● Exercise data
■ ■ ■ ■ ■
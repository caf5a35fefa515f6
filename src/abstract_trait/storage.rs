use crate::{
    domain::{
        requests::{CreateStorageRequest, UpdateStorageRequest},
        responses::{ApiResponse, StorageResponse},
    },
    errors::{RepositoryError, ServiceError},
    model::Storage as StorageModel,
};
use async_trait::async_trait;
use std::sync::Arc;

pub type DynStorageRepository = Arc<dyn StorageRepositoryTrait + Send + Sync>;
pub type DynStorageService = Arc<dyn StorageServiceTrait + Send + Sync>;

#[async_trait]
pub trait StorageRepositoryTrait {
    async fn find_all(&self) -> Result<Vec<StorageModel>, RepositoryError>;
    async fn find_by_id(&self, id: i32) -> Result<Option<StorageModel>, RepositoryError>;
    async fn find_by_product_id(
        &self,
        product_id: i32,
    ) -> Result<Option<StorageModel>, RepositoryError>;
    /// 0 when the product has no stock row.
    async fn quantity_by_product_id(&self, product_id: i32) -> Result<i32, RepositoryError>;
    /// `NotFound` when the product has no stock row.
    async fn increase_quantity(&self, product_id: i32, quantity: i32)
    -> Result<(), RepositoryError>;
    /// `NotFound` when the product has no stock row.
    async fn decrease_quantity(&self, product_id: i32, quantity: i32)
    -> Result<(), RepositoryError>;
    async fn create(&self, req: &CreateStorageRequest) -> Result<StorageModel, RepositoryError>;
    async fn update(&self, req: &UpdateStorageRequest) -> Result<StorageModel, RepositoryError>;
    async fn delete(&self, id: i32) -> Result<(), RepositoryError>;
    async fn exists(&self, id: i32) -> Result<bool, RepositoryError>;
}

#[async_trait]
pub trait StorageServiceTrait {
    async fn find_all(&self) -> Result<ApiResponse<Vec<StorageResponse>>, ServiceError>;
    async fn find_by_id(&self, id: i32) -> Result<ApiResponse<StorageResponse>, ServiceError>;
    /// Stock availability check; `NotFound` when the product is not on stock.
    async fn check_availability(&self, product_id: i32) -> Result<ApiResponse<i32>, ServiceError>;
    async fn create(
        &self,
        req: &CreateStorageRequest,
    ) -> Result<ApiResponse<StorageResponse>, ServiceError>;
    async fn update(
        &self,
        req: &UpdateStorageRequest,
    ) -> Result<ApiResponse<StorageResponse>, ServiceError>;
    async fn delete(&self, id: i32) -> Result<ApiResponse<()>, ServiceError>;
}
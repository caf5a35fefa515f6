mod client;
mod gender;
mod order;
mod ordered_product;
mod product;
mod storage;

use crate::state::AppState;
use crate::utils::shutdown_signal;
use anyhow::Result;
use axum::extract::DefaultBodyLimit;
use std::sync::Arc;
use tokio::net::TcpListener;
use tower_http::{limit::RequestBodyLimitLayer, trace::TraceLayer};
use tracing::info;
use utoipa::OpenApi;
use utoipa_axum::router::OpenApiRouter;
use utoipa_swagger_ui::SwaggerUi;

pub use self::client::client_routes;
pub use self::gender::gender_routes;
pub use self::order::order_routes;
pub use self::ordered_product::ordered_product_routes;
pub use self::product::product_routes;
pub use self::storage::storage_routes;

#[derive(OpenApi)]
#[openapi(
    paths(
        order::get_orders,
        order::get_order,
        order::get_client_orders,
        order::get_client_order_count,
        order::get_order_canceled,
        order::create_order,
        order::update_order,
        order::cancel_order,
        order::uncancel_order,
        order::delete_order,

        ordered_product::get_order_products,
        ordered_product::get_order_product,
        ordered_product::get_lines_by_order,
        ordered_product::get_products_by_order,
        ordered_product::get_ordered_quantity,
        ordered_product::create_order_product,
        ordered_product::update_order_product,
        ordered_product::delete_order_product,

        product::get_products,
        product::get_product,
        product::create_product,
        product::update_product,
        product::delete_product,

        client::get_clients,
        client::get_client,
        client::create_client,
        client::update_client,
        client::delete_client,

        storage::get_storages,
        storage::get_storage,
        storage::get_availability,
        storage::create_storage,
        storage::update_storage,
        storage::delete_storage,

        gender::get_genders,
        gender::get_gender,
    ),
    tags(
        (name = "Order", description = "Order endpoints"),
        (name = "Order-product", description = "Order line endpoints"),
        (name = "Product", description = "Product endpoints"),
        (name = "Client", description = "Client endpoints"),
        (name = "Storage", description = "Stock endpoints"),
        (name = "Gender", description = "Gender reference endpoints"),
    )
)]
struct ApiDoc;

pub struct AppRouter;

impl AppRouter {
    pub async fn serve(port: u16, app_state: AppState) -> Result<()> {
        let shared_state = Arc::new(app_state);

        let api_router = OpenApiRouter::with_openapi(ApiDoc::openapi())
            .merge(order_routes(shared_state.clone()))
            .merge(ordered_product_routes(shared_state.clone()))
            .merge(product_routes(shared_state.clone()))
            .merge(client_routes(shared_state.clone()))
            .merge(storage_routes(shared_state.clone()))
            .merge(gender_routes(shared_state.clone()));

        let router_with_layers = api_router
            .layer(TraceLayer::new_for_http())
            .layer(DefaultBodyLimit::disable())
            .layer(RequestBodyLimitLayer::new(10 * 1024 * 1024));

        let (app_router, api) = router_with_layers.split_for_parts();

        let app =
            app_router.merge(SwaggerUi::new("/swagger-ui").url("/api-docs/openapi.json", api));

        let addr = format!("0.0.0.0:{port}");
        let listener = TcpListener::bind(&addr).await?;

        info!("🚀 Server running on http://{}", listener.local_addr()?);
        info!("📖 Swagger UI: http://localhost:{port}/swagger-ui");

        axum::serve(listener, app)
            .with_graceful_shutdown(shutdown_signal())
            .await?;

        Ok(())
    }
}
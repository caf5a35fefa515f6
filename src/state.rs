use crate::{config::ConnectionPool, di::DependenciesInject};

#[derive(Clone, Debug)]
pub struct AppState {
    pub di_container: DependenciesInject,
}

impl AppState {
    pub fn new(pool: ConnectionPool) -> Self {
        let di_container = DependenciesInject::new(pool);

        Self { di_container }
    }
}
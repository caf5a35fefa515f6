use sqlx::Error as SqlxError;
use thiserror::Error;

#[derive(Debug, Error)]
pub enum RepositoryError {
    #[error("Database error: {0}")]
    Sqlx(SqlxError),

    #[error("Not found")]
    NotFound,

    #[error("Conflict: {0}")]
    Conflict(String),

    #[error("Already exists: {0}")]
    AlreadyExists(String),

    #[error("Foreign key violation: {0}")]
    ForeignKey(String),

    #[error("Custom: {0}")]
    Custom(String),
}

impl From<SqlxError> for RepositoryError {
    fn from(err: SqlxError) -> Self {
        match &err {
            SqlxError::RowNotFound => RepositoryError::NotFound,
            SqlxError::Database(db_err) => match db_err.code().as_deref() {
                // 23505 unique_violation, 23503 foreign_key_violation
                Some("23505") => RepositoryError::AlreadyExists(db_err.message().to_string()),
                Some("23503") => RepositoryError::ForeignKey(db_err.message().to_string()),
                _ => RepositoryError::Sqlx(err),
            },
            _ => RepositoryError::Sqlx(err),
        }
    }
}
■ ■ ■ ■ ■
● Your instructions
Search the data above for "Debug" and copy every line where it turns up.

● Solution for this problem
#[derive(Clone, Debug)]
#[derive(Debug, Error)]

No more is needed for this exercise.